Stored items
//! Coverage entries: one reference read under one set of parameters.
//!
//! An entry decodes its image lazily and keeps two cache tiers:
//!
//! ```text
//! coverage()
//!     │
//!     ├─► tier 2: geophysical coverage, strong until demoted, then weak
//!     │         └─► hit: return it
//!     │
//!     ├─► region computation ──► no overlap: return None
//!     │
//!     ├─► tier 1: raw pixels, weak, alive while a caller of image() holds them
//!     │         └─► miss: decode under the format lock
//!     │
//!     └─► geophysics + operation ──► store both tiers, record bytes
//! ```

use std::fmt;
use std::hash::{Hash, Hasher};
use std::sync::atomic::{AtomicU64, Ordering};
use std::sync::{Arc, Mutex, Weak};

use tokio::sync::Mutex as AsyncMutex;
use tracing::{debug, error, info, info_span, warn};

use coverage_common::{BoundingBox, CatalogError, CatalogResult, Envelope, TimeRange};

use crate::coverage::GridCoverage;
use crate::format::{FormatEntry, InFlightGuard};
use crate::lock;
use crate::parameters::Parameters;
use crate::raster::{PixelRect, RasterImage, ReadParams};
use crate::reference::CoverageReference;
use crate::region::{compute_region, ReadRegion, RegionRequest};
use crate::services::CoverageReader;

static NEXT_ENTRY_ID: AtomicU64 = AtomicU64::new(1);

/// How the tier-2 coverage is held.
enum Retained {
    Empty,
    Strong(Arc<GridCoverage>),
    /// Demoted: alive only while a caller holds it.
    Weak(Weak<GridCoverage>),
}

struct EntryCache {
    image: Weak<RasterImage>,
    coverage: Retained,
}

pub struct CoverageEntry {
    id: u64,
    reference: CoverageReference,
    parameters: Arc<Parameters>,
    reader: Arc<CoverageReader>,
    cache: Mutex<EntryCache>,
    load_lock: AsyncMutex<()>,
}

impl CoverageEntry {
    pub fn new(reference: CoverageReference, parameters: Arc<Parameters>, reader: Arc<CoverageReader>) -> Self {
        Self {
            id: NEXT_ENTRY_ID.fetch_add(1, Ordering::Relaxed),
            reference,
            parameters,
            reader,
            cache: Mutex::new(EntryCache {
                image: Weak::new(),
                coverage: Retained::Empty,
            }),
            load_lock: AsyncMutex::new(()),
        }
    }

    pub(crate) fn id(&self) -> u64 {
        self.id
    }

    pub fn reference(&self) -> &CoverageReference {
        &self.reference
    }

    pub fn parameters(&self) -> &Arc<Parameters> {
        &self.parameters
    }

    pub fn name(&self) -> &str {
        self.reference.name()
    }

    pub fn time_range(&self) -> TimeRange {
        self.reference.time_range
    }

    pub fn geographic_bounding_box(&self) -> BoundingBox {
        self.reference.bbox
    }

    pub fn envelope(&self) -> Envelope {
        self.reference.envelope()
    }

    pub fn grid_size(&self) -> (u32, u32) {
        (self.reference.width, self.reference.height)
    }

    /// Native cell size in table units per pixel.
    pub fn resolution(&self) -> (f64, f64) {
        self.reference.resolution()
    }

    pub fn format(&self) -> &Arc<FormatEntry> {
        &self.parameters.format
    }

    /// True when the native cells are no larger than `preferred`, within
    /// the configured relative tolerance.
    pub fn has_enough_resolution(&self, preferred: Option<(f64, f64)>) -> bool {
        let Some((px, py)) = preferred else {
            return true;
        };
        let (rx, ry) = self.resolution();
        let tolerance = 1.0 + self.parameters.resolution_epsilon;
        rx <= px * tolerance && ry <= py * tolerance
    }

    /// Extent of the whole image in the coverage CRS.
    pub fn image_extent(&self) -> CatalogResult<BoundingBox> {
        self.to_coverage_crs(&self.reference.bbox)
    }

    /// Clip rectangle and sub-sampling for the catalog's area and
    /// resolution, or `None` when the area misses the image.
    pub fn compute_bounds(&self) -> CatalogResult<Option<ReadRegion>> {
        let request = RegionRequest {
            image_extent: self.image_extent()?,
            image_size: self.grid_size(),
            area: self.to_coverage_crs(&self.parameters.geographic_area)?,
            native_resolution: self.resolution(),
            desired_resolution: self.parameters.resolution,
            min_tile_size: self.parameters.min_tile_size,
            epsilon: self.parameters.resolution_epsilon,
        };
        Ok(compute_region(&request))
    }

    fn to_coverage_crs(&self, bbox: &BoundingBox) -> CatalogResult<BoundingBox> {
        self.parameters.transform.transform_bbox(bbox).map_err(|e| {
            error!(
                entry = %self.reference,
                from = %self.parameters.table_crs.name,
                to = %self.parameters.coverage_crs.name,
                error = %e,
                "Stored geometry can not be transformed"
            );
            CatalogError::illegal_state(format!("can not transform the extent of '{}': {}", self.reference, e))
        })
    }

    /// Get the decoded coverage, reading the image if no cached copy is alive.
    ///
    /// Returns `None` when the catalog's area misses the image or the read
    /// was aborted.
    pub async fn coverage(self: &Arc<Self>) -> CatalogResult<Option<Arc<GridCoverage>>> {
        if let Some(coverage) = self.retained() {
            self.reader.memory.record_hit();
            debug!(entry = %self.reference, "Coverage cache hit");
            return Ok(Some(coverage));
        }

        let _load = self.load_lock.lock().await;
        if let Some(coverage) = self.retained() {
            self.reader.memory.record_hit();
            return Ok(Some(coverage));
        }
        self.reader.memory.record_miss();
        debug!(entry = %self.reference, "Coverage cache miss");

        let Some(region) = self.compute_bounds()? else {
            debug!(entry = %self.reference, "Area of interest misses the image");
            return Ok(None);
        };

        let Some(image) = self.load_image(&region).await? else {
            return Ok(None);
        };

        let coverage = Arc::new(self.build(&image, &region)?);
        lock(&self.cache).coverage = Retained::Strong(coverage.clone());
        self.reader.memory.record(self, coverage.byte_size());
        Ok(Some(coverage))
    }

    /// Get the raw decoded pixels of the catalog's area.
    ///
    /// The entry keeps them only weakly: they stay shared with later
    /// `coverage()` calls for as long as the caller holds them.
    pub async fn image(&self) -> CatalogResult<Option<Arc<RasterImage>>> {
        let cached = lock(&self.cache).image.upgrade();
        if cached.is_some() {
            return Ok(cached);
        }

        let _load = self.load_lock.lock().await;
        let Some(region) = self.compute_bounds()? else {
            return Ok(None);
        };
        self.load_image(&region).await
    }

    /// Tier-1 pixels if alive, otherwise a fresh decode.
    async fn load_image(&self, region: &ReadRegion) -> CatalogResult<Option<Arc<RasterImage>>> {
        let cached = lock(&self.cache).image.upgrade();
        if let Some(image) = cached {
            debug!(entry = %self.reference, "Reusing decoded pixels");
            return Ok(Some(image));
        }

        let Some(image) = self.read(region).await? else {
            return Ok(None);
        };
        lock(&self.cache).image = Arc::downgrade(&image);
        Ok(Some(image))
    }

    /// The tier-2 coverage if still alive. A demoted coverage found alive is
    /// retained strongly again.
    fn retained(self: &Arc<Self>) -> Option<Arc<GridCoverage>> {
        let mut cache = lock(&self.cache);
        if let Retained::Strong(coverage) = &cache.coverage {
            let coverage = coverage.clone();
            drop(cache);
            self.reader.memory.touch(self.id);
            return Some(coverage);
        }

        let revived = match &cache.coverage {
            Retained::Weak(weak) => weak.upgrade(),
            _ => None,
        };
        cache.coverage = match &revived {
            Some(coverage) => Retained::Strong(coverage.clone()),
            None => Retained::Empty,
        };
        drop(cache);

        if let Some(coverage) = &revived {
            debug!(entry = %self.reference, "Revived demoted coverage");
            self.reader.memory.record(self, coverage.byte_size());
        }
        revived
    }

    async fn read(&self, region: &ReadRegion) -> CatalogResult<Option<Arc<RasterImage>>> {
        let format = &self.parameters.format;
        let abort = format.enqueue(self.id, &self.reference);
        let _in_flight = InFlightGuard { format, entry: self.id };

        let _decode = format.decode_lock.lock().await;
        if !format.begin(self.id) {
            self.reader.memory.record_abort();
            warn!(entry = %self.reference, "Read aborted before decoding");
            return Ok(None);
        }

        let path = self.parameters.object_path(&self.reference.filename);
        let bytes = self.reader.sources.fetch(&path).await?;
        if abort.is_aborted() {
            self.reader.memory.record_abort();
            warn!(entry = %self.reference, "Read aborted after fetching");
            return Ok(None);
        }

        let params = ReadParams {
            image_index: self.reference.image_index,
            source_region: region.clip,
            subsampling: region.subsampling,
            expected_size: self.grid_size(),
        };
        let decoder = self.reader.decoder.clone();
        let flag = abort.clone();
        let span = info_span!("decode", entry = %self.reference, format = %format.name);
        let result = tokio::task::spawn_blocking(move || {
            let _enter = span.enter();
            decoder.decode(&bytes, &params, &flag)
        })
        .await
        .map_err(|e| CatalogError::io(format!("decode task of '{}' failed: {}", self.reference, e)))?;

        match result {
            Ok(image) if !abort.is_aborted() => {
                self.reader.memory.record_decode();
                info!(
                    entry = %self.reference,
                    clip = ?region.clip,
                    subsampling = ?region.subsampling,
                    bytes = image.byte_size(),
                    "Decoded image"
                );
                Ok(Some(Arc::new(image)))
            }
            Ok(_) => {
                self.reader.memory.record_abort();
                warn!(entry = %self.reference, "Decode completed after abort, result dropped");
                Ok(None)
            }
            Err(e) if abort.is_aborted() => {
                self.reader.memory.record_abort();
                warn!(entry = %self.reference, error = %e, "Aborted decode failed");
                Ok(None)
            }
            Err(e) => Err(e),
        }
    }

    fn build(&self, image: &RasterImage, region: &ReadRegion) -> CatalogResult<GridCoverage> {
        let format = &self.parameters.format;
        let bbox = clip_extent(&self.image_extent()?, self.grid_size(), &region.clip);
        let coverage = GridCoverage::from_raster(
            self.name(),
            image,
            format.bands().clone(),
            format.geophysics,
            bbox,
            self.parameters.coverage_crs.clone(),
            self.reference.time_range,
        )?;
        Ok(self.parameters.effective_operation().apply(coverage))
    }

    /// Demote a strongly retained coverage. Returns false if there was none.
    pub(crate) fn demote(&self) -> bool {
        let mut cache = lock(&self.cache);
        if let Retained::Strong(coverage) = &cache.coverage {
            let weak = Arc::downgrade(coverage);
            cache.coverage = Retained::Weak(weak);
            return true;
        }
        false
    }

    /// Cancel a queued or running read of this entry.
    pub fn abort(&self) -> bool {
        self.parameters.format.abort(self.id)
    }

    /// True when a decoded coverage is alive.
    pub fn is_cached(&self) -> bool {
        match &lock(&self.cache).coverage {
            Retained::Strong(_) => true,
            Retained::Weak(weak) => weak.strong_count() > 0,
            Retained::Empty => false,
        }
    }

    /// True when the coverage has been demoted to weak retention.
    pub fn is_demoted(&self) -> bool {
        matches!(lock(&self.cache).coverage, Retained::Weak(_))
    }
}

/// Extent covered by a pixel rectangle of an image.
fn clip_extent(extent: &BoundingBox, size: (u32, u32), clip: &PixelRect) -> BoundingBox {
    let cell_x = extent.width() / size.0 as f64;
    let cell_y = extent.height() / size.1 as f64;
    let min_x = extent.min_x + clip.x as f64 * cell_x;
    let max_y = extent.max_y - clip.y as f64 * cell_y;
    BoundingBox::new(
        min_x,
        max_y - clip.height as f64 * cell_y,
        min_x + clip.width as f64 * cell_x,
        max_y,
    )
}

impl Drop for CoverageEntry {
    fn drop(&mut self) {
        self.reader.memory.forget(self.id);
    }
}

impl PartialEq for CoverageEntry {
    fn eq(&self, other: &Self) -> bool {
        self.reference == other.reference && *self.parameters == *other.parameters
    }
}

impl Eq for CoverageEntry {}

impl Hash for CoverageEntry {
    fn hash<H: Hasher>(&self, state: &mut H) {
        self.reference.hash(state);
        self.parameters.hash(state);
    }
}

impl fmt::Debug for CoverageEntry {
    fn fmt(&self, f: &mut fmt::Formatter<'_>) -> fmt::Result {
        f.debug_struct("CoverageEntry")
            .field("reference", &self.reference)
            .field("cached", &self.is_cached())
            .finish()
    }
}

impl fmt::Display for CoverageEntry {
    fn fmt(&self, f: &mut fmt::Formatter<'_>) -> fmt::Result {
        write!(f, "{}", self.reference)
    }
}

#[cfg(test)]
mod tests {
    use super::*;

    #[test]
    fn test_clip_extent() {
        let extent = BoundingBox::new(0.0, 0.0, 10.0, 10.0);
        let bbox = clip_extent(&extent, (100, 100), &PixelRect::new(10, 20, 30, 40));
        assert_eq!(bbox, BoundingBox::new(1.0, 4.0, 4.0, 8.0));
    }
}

» ACTIVITY
Once a line of the records is found to contain "else", copy it out.

» WRITTEN REPLY
        let Some((px, py)) = preferred else {
        let Some(region) = self.compute_bounds()? else {
        let Some(image) = self.load_image(&region).await? else {
        let Some(region) = self.compute_bounds()? else {
        let Some(image) = self.read(region).await? else {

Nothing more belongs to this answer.